我有一个 CSV 文件,其中包含如下所示的值示例
"Basic","""21,21""","[""21"",""21""]","","","","",""
我需要删除某些列上多余的双引号,例如 2 和 3
预期输出如下
"Basic","21,21","[21,21]","","","","",""
如何使用 awk、sed 或任何其他 Linux 工具实现此目的?
下面提到了一些更多的文件示例,该列中的值始终位于 [] 中,[] 中的引号必须删除。
"Basic","""40""","[""40""]","""13F""","[""13F""]","",""
"Basic","""0""","[""0""]","","","""MCOMB""","[""MCOMB""]"
答案1
答案2
答案3
我有一个sed解决方案
sed -e 's/,"""/,"/g' -e 's/""",/",/g' -e 's/\([^,]\)""/\1/g' -e 's/""\([^,]\)/\1/'
这使
"Basic","40","[40]","13F","[13F]","",""
"Basic","0","[0]","","","MCOMB","[MCOMB]"
"Basic","21,21","[21,21]","","","","",""
sed 命令非常简单
's/,"""/,"/g'将所有出现的情况替换,"""为,"g's/\([^,]\)""/\1/g'找到任何非逗号字符[^,]和两个",记住字符\( \)并替换为记住的字符\1
请注意,行尾的尾随空格将删除最后一个""
正如 @cas 指出的,从长远来看,使用 csv 工具会更好。
答案4
我假设您想要删除数据中的所有双引号,即,而不是 CSV 格式中的双引号以及引用嵌入引号、逗号和换行符所必需的双引号。
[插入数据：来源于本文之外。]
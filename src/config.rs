use std::fmt;
use std::path::{Path, PathBuf};
use std::time::Duration;

use anyhow::{Context, Result};
use serde::Deserialize;

use crate::error::MigrateError;
use crate::grafana::target::DEFAULT_MESSAGE;

pub const DEFAULT_SOURCE_URL: &str = "http://old-grafana:3000";
pub const DEFAULT_TARGET_URL: &str = "http://new-grafana:3000";
pub const SOURCE_TOKEN_VAR: &str = "SOURCE_TOKEN";
pub const TARGET_TOKEN_VAR: &str = "TARGET_TOKEN";

/// Contents of `config.toml`. Every key is optional.
#[derive(Debug, Deserialize, Default)]
pub struct FileConfig {
    pub source: Option<InstanceSection>,
    pub target: Option<InstanceSection>,
    pub request_timeout_secs: Option<u64>,
    pub message: Option<String>,
}

#[derive(Debug, Deserialize, Default)]
pub struct InstanceSection {
    pub url: Option<String>,
}

/// Values given on the command line (or their env fallbacks), which win
/// over the config file.
#[derive(Debug, Default, Clone)]
pub struct Overrides {
    pub source_url: Option<String>,
    pub target_url: Option<String>,
    pub message: Option<String>,
}

pub struct InstanceConfig {
    pub url: String,
    pub token: String,
}

impl fmt::Debug for InstanceConfig {
    fn fmt(&self, f: &mut fmt::Formatter<'_>) -> fmt::Result {
        f.debug_struct("InstanceConfig")
            .field("url", &self.url)
            .field("token", &"<redacted>")
            .finish()
    }
}

#[derive(Debug)]
pub struct MigrateConfig {
    pub source: InstanceConfig,
    pub target: InstanceConfig,
    pub request_timeout: Option<Duration>,
    pub message: String,
}

pub fn config_path() -> PathBuf {
    dirs::home_dir()
        .unwrap_or_else(|| PathBuf::from("."))
        .join(".grafana-migrate")
        .join("config.toml")
}

pub fn load_file(path: &Path) -> Result<FileConfig> {
    if !path.exists() {
        return Ok(FileConfig::default());
    }
    let contents = std::fs::read_to_string(path)
        .with_context(|| format!("Failed to read config from {}", path.display()))?;
    let config: FileConfig = toml::from_str(&contents)
        .with_context(|| format!("Failed to parse {}", path.display()))?;
    Ok(config)
}

/// Loads the config file (explicit path or the default location) and merges
/// it with overrides and credentials from the process environment.
pub fn load(path: Option<&Path>, overrides: &Overrides) -> Result<MigrateConfig> {
    let path = path.map(Path::to_path_buf).unwrap_or_else(config_path);
    let file = load_file(&path)?;
    let config = resolve(file, overrides, |var| std::env::var(var).ok())?;
    Ok(config)
}

/// Tokens are checked first so a missing credential is reported before
/// anything else.
pub fn resolve(
    file: FileConfig,
    overrides: &Overrides,
    env: impl Fn(&str) -> Option<String>,
) -> std::result::Result<MigrateConfig, MigrateError> {
    let source_token = required_token(&env, SOURCE_TOKEN_VAR)?;
    let target_token = required_token(&env, TARGET_TOKEN_VAR)?;

    let source_url = pick_url(
        overrides.source_url.as_deref(),
        file.source.and_then(|s| s.url),
        DEFAULT_SOURCE_URL,
    )?;
    let target_url = pick_url(
        overrides.target_url.as_deref(),
        file.target.and_then(|s| s.url),
        DEFAULT_TARGET_URL,
    )?;

    let request_timeout = match file.request_timeout_secs {
        Some(0) => {
            return Err(MigrateError::InvalidConfig(
                "request_timeout_secs must be greater than zero".into(),
            ))
        }
        Some(secs) => Some(Duration::from_secs(secs)),
        None => None,
    };

    let message = overrides
        .message
        .clone()
        .or(file.message)
        .unwrap_or_else(|| DEFAULT_MESSAGE.to_string());

    Ok(MigrateConfig {
        source: InstanceConfig {
            url: source_url,
            token: source_token,
        },
        target: InstanceConfig {
            url: target_url,
            token: target_token,
        },
        request_timeout,
        message,
    })
}

fn required_token(
    env: &impl Fn(&str) -> Option<String>,
    var: &'static str,
) -> std::result::Result<String, MigrateError> {
    env(var)
        .map(|v| v.trim().to_string())
        .filter(|v| !v.is_empty())
        .ok_or(MigrateError::MissingCredential { var })
}

fn pick_url(
    flag: Option<&str>,
    file: Option<String>,
    default: &str,
) -> std::result::Result<String, MigrateError> {
    let raw = flag
        .map(String::from)
        .or(file)
        .unwrap_or_else(|| default.to_string());
    let parsed = reqwest::Url::parse(&raw)
        .map_err(|e| MigrateError::InvalidConfig(format!("invalid URL {raw}: {e}")))?;
    if !matches!(parsed.scheme(), "http" | "https") {
        return Err(MigrateError::InvalidConfig(format!(
            "URL {raw} must use http or https"
        )));
    }
    Ok(raw.trim_end_matches('/').to_string())
}
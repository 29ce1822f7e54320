use serde::Deserialize;

/// Numeric folder id minted by the target instance.
pub type FolderId = i64;

/// A folder as listed by the source instance.
#[derive(Debug, Clone, PartialEq, Eq, Deserialize)]
pub struct Folder {
    pub uid: String,
    pub title: String,
}

/// Response body of a folder creation on the target.
#[derive(Debug, Clone, Deserialize)]
pub struct CreatedFolder {
    pub id: FolderId,
    #[serde(default)]
    pub uid: Option<String>,
    #[serde(default)]
    pub title: Option<String>,
}
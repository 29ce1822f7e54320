use async_trait::async_trait;

use super::{Connection, SourceReader};
use crate::error::Result;
use crate::model::dashboard::{DashboardDefinition, DashboardEnvelope, DashboardSummary};
use crate::model::folder::Folder;

pub struct HttpSource {
    conn: Connection,
}

impl HttpSource {
    pub fn new(conn: Connection) -> Self {
        Self { conn }
    }
}

#[async_trait]
impl SourceReader for HttpSource {
    async fn list_folders(&self) -> Result<Vec<Folder>> {
        self.conn.get_json("/api/folders").await
    }

    async fn list_dashboards(&self) -> Result<Vec<DashboardSummary>> {
        self.conn.get_json("/api/search?type=dash-db").await
    }

    async fn fetch_dashboard(&self, uid: &str) -> Result<DashboardDefinition> {
        let path = format!("/api/dashboards/uid/{}", urlencoding::encode(uid));
        let envelope: DashboardEnvelope = self.conn.get_json(&path).await?;
        Ok(envelope.dashboard)
    }
}
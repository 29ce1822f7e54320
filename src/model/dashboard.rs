use serde::{Deserialize, Deserializer, Serialize};
use serde_json::{Map, Value};

/// A search hit for a dashboard on the source instance.
#[derive(Debug, Clone, PartialEq, Eq, Deserialize)]
#[serde(rename_all = "camelCase")]
pub struct DashboardSummary {
    pub uid: String,
    pub title: String,
    /// Empty when the dashboard lives at the root ("General").
    #[serde(default, deserialize_with = "null_as_empty")]
    pub folder_uid: String,
}

impl DashboardSummary {
    pub fn is_unfiled(&self) -> bool {
        self.folder_uid.is_empty()
    }
}

fn null_as_empty<'de, D>(deserializer: D) -> Result<String, D::Error>
where
    D: Deserializer<'de>,
{
    Ok(Option::<String>::deserialize(deserializer)?.unwrap_or_default())
}

/// Full dashboard model. Everything besides the instance-assigned
/// `id`/`uid` pair and the title is carried through untouched.
#[derive(Debug, Clone, PartialEq, Serialize, Deserialize)]
pub struct DashboardDefinition {
    pub id: Option<i64>,
    pub uid: Option<String>,
    #[serde(default)]
    pub title: String,
    #[serde(flatten)]
    pub body: Map<String, Value>,
}

impl DashboardDefinition {
    /// Drops the identity pair so the target mints its own.
    pub fn cleared(self) -> Self {
        Self {
            id: None,
            uid: None,
            ..self
        }
    }
}

/// Envelope returned by `GET /api/dashboards/uid/{uid}`.
#[derive(Debug, Deserialize)]
pub struct DashboardEnvelope {
    pub dashboard: DashboardDefinition,
}
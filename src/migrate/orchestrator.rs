use std::fmt;

use crate::error::{MigrateError, Result};
use crate::grafana::{SourceReader, TargetWriter};
use crate::model::dashboard::DashboardSummary;
use crate::model::folder::FolderId;

use super::mapping::{FolderMapper, FolderMapping};
use super::partition::partition;

#[derive(Debug)]
pub enum FolderOutcome {
    Created {
        source_uid: String,
        title: String,
        target_id: FolderId,
    },
    Failed {
        source_uid: String,
        title: String,
        error: MigrateError,
    },
}

#[derive(Debug)]
pub enum DashboardOutcome {
    Imported {
        uid: String,
        title: String,
        folder_id: Option<FolderId>,
    },
    Failed {
        uid: String,
        title: String,
        error: MigrateError,
    },
    /// Its source folder has no counterpart on the target.
    Skipped {
        uid: String,
        title: String,
        folder_uid: String,
    },
}

/// Counters folded from per-item outcomes. `migrated` only moves on a
/// successful import.
#[derive(Debug, Default, Clone, PartialEq, Eq)]
pub struct MigrationReport {
    pub folders_created: usize,
    pub folders_failed: usize,
    pub total: usize,
    pub migrated: usize,
    pub failed: usize,
    pub skipped: usize,
}

impl MigrationReport {
    fn record_folder(&mut self, outcome: &FolderOutcome) {
        match outcome {
            FolderOutcome::Created {
                source_uid,
                title,
                target_id,
            } => {
                self.folders_created += 1;
                tracing::info!("Created folder: {title}");
                tracing::debug!("folder {source_uid} -> {target_id}");
            }
            FolderOutcome::Failed {
                source_uid,
                title,
                error,
            } => {
                self.folders_failed += 1;
                tracing::warn!("Error creating folder {title} ({source_uid}): {error}");
            }
        }
    }

    fn record_dashboard(&mut self, outcome: &DashboardOutcome) {
        match outcome {
            DashboardOutcome::Imported {
                uid,
                title,
                folder_id,
            } => {
                self.migrated += 1;
                tracing::debug!("dashboard {uid} imported");
                match folder_id {
                    Some(id) => tracing::info!("Imported dashboard: {title} into folder ID: {id}"),
                    None => tracing::info!("Imported dashboard: {title} into folder ID: none"),
                }
                tracing::info!("Progress: {}/{}", self.migrated, self.total);
            }
            DashboardOutcome::Failed { uid, title, error } => {
                self.failed += 1;
                tracing::warn!("Error migrating dashboard {title} ({uid}): {error}");
            }
            DashboardOutcome::Skipped {
                uid,
                title,
                folder_uid,
            } => {
                self.skipped += 1;
                tracing::debug!("skipped dashboard {title} ({uid}) from unmapped folder {folder_uid}");
            }
        }
    }

    pub fn is_complete(&self) -> bool {
        self.migrated == self.total && self.folders_failed == 0
    }
}

impl fmt::Display for MigrationReport {
    fn fmt(&self, f: &mut fmt::Formatter<'_>) -> fmt::Result {
        write!(
            f,
            "{}/{} dashboards migrated ({} failed, {} skipped); {} folders created, {} failed",
            self.migrated,
            self.total,
            self.failed,
            self.skipped,
            self.folders_created,
            self.folders_failed
        )
    }
}

/// Drives a one-shot copy from a source instance to a target instance.
///
/// Phases run strictly in order: folders, enumeration, unfiled dashboards,
/// then dashboards grouped by folder. A failing item is reported and the run
/// moves on; only a failure to list folders or dashboards ends it early.
pub struct MigrationOrchestrator<'a> {
    source: &'a dyn SourceReader,
    target: &'a dyn TargetWriter,
}

impl<'a> MigrationOrchestrator<'a> {
    pub fn new(source: &'a dyn SourceReader, target: &'a dyn TargetWriter) -> Self {
        Self { source, target }
    }

    pub async fn run(&self) -> Result<MigrationReport> {
        let mut report = MigrationReport::default();
        let mut mapping = FolderMapping::new();

        tracing::info!("Migrating folder structure...");
        let folders = self.source.list_folders().await?;
        let outcomes = FolderMapper::new(self.target)
            .map_folders(&folders, &mut mapping)
            .await;
        for outcome in &outcomes {
            report.record_folder(outcome);
        }
        tracing::info!("Mapped {} of {} folders", mapping.len(), folders.len());

        tracing::info!("Fetching dashboards...");
        let groups = partition(self.source.list_dashboards().await?);
        report.total = groups.total();

        tracing::info!("Migrating {} dashboards...", report.total);
        for dash in &groups.unfiled {
            let outcome = self.migrate_dashboard(dash, None).await;
            report.record_dashboard(&outcome);
        }

        self.migrate_filed(&groups.filed, &mapping, &mut report).await;

        tracing::info!("Done: {report}");
        Ok(report)
    }

    async fn migrate_filed(
        &self,
        groups: &[(String, Vec<DashboardSummary>)],
        mapping: &FolderMapping,
        report: &mut MigrationReport,
    ) {
        for (folder_uid, dashboards) in groups {
            let Some(folder_id) = mapping.get(folder_uid) else {
                tracing::warn!("No target folder ID for source folder UID: {folder_uid}");
                for dash in dashboards {
                    report.record_dashboard(&DashboardOutcome::Skipped {
                        uid: dash.uid.clone(),
                        title: dash.title.clone(),
                        folder_uid: folder_uid.clone(),
                    });
                }
                continue;
            };
            for dash in dashboards {
                let outcome = self.migrate_dashboard(dash, Some(folder_id)).await;
                report.record_dashboard(&outcome);
            }
        }
    }

    async fn migrate_dashboard(
        &self,
        dash: &DashboardSummary,
        folder_id: Option<FolderId>,
    ) -> DashboardOutcome {
        match self.copy_dashboard(&dash.uid, folder_id).await {
            Ok(()) => DashboardOutcome::Imported {
                uid: dash.uid.clone(),
                title: dash.title.clone(),
                folder_id,
            },
            Err(error) => DashboardOutcome::Failed {
                uid: dash.uid.clone(),
                title: dash.title.clone(),
                error,
            },
        }
    }

    async fn copy_dashboard(&self, uid: &str, folder_id: Option<FolderId>) -> Result<()> {
        let definition = self.source.fetch_dashboard(uid).await?.cleared();
        self.target.import_dashboard(&definition, folder_id).await
    }
}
使用csvformatcsvkit 和tr来删除每个字段的内部引用:
$ cat file
"Basic","""40""","[""40""]","""13F""","[""13F""]","",""
"Basic","""0""","[""0""]","","","""MCOMB""","[""MCOMB""]"
"Basic","""21,21""","[""21"",""21""]","","","","",""
$ csvformat -Q "'" file | tr -d '"' | csvformat -q "'"
Basic,40,[40],13F,[13F],,
Basic,0,[0],,,MCOMB,[MCOMB]
Basic,"21,21","[21,21]",,,,,
上面的管道首先将 CSV 文件中使用的引号字符从双引号更改为单引号。该tr命令删除所有剩余的双引号(部分数据)。最后的csvformat命令将数据转换回使用双引号进行引用。
如果您需要引用每个字段,甚至是空字段,请添加-U 1到csvformat的第二次调用。默认情况下,csvkit 实用程序仅输出需要它的字段的引号。